*Task to carry out*. Every line of the data must be set down exactly as shown.

*Given entries*.
---

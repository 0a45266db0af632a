//! Filesystem watch bridge.
//!
//! Translates raw `notify` events into [`FileEvent`]s, coalesces them per path
//! over a batch window, and feeds them to the controller. This keeps the
//! collection reconciled while an editor (or anything else) touches the
//! workspace.

use crate::controller::Controller;
use crate::error::WatchError;
use crate::events::{EventBatcher, FileEvent};
use notify::{Event, EventKind, RecursiveMode, Watcher};
use serde::{Deserialize, Serialize};
use std::path::{Path, PathBuf};
use std::sync::atomic::{AtomicBool, Ordering};
use std::sync::Arc;
use std::time::Duration;
use tokio::sync::mpsc;
use tracing::{debug, info, warn};

/// Watch settings, loaded from configuration.
#[derive(Debug, Clone, Serialize, Deserialize)]
pub struct WatchSettings {
    /// Batch window in milliseconds: events arriving within it coalesce.
    #[serde(default = "default_debounce_ms")]
    pub debounce_ms: u64,
    /// Path fragments to ignore.
    #[serde(default = "default_ignore")]
    pub ignore: Vec<String>,
}

fn default_debounce_ms() -> u64 {
    100
}

fn default_ignore() -> Vec<String> {
    vec![
        ".git".to_string(),
        "target".to_string(),
        "node_modules".to_string(),
        ".DS_Store".to_string(),
        ".swp".to_string(),
        ".tmp".to_string(),
    ]
}

impl Default for WatchSettings {
    fn default() -> Self {
        Self {
            debounce_ms: default_debounce_ms(),
            ignore: default_ignore(),
        }
    }
}

/// Watches workspace roots and drives controller reconciliation.
pub struct WatchService {
    controller: Arc<Controller>,
    settings: WatchSettings,
    running: Arc<AtomicBool>,
}

impl WatchService {
    pub fn new(controller: Arc<Controller>, settings: WatchSettings) -> Self {
        Self {
            controller,
            settings,
            running: Arc::new(AtomicBool::new(false)),
        }
    }

    /// Handle to stop a running watch loop from another task.
    pub fn stop_handle(&self) -> Arc<AtomicBool> {
        Arc::clone(&self.running)
    }

    pub fn stop(&self) {
        self.running.store(false, Ordering::SeqCst);
    }

    /// Watch `roots` until stopped. Events are batched over the configured
    /// window and applied in arrival order.
    pub async fn run(&self, roots: &[PathBuf]) -> Result<(), WatchError> {
        let (tx, mut rx) = mpsc::unbounded_channel();
        let mut watcher = notify::recommended_watcher(move |res| {
            // A send failure means the loop is shutting down.
            let _ = tx.send(res);
        })
        .map_err(WatchError::Create)?;

        for root in roots {
            watcher
                .watch(root, RecursiveMode::Recursive)
                .map_err(|source| WatchError::Watch {
                    path: root.clone(),
                    source,
                })?;
            info!(root = %root.display(), "watching workspace root");
        }

        self.running.store(true, Ordering::SeqCst);
        let window = Duration::from_millis(self.settings.debounce_ms);
        let mut batcher = EventBatcher::new();

        while self.running.load(Ordering::SeqCst) {
            match tokio::time::timeout(window, rx.recv()).await {
                Ok(Some(Ok(event))) => {
                    if let Some(file_event) = convert_event(event) {
                        if self.is_ignored(file_event.path()) {
                            continue;
                        }
                        batcher.add(file_event);
                    }
                }
                Ok(Some(Err(e))) => {
                    warn!(error = %e, "watch error");
                }
                Ok(None) => {
                    self.running.store(false, Ordering::SeqCst);
                    return Err(WatchError::Disconnected);
                }
                Err(_) => {
                    // Window elapsed quietly: apply the batch.
                    if !batcher.is_empty() {
                        let events = batcher.take();
                        debug!(count = events.len(), "applying batched file events");
                        for event in events {
                            self.controller.on_file_event(event).await;
                        }
                    }
                }
            }
        }
        Ok(())
    }

    fn is_ignored(&self, path: &Path) -> bool {
        let haystack = path.to_string_lossy().replace('\\', "/");
        self.settings
            .ignore
            .iter()
            .any(|fragment| haystack.contains(fragment.as_str()))
    }
}

/// Map a raw notify event onto the reconciliation vocabulary. Rename events
/// carrying both endpoints become a rename; single-path name changes are
/// treated as modifications.
fn convert_event(event: Event) -> Option<FileEvent> {
    match event.kind {
        EventKind::Create(_) => event.paths.first().map(|p| FileEvent::Created(p.clone())),
        EventKind::Modify(notify::event::ModifyKind::Name(_)) => {
            if event.paths.len() >= 2 {
                Some(FileEvent::Renamed {
                    from: event.paths[0].clone(),
                    to: event.paths[1].clone(),
                })
            } else {
                event.paths.first().map(|p| FileEvent::Modified(p.clone()))
            }
        }
        EventKind::Modify(_) => event.paths.first().map(|p| FileEvent::Modified(p.clone())),
        EventKind::Remove(_) => event.paths.first().map(|p| FileEvent::Removed(p.clone())),
        _ => None,
    }
}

---

*Answer section*.
repository 0a45266db0af632a
//! Filesystem watch bridge.
//!
//! Translates raw `notify` events into [`FileEvent`]s, coalesces them per path
//! over a batch window, and feeds them to the controller. This keeps the
//! collection reconciled while an editor (or anything else) touches the
//! workspace.

use crate::controller::Controller;
use crate::error::WatchError;
use crate::events::{EventBatcher, FileEvent};
use notify::{Event, EventKind, RecursiveMode, Watcher};
use serde::{Deserialize, Serialize};
use std::path::{Path, PathBuf};
use std::sync::atomic::{AtomicBool, Ordering};
use std::sync::Arc;
use std::time::Duration;
use tokio::sync::mpsc;
use tracing::{debug, info, warn};

/// Watch settings, loaded from configuration.
#[derive(Debug, Clone, Serialize, Deserialize)]
pub struct WatchSettings {
    /// Batch window in milliseconds: events arriving within it coalesce.
    #[serde(default = "default_debounce_ms")]
    pub debounce_ms: u64,
    /// Path fragments to ignore.
    #[serde(default = "default_ignore")]
    pub ignore: Vec<String>,
}

fn default_debounce_ms() -> u64 {
    100
}

fn default_ignore() -> Vec<String> {
    vec![
        ".git".to_string(),
        "target".to_string(),
        "node_modules".to_string(),
        ".DS_Store".to_string(),
        ".swp".to_string(),
        ".tmp".to_string(),
    ]
}

impl Default for WatchSettings {
    fn default() -> Self {
        Self {
            debounce_ms: default_debounce_ms(),
            ignore: default_ignore(),
        }
    }
}

/// Watches workspace roots and drives controller reconciliation.
pub struct WatchService {
    controller: Arc<Controller>,
    settings: WatchSettings,
    running: Arc<AtomicBool>,
}

impl WatchService {
    pub fn new(controller: Arc<Controller>, settings: WatchSettings) -> Self {
        Self {
            controller,
            settings,
            running: Arc::new(AtomicBool::new(false)),
        }
    }

    /// Handle to stop a running watch loop from another task.
    pub fn stop_handle(&self) -> Arc<AtomicBool> {
        Arc::clone(&self.running)
    }

    pub fn stop(&self) {
        self.running.store(false, Ordering::SeqCst);
    }

    /// Watch `roots` until stopped. Events are batched over the configured
    /// window and applied in arrival order.
    pub async fn run(&self, roots: &[PathBuf]) -> Result<(), WatchError> {
        let (tx, mut rx) = mpsc::unbounded_channel();
        let mut watcher = notify::recommended_watcher(move |res| {
            // A send failure means the loop is shutting down.
            let _ = tx.send(res);
        })
        .map_err(WatchError::Create)?;

        for root in roots {
            watcher
                .watch(root, RecursiveMode::Recursive)
                .map_err(|source| WatchError::Watch {
                    path: root.clone(),
                    source,
                })?;
            info!(root = %root.display(), "watching workspace root");
        }

        self.running.store(true, Ordering::SeqCst);
        let window = Duration::from_millis(self.settings.debounce_ms);
        let mut batcher = EventBatcher::new();

        while self.running.load(Ordering::SeqCst) {
            match tokio::time::timeout(window, rx.recv()).await {
                Ok(Some(Ok(event))) => {
                    if let Some(file_event) = convert_event(event) {
                        if self.is_ignored(file_event.path()) {
                            continue;
                        }
                        batcher.add(file_event);
                    }
                }
                Ok(Some(Err(e))) => {
                    warn!(error = %e, "watch error");
                }
                Ok(None) => {
                    self.running.store(false, Ordering::SeqCst);
                    return Err(WatchError::Disconnected);
                }
                Err(_) => {
                    // Window elapsed quietly: apply the batch.
                    if !batcher.is_empty() {
                        let events = batcher.take();
                        debug!(count = events.len(), "applying batched file events");
                        for event in events {
                            self.controller.on_file_event(event).await;
                        }
                    }
                }
            }
        }
        Ok(())
    }

    fn is_ignored(&self, path: &Path) -> bool {
        let haystack = path.to_string_lossy().replace('\\', "/");
        self.settings
            .ignore
            .iter()
            .any(|fragment| haystack.contains(fragment.as_str()))
    }
}

/// Map a raw notify event onto the reconciliation vocabulary. Rename events
/// carrying both endpoints become a rename; single-path name changes are
/// treated as modifications.
fn convert_event(event: Event) -> Option<FileEvent> {
    match event.kind {
        EventKind::Create(_) => event.paths.first().map(|p| FileEvent::Created(p.clone())),
        EventKind::Modify(notify::event::ModifyKind::Name(_)) => {
            if event.paths.len() >= 2 {
                Some(FileEvent::Renamed {
                    from: event.paths[0].clone(),
                    to: event.paths[1].clone(),
                })
            } else {
                event.paths.first().map(|p| FileEvent::Modified(p.clone()))
            }
        }
        EventKind::Modify(_) => event.paths.first().map(|p| FileEvent::Modified(p.clone())),
        EventKind::Remove(_) => event.paths.first().map(|p| FileEvent::Removed(p.clone())),
        _ => None,
    }
}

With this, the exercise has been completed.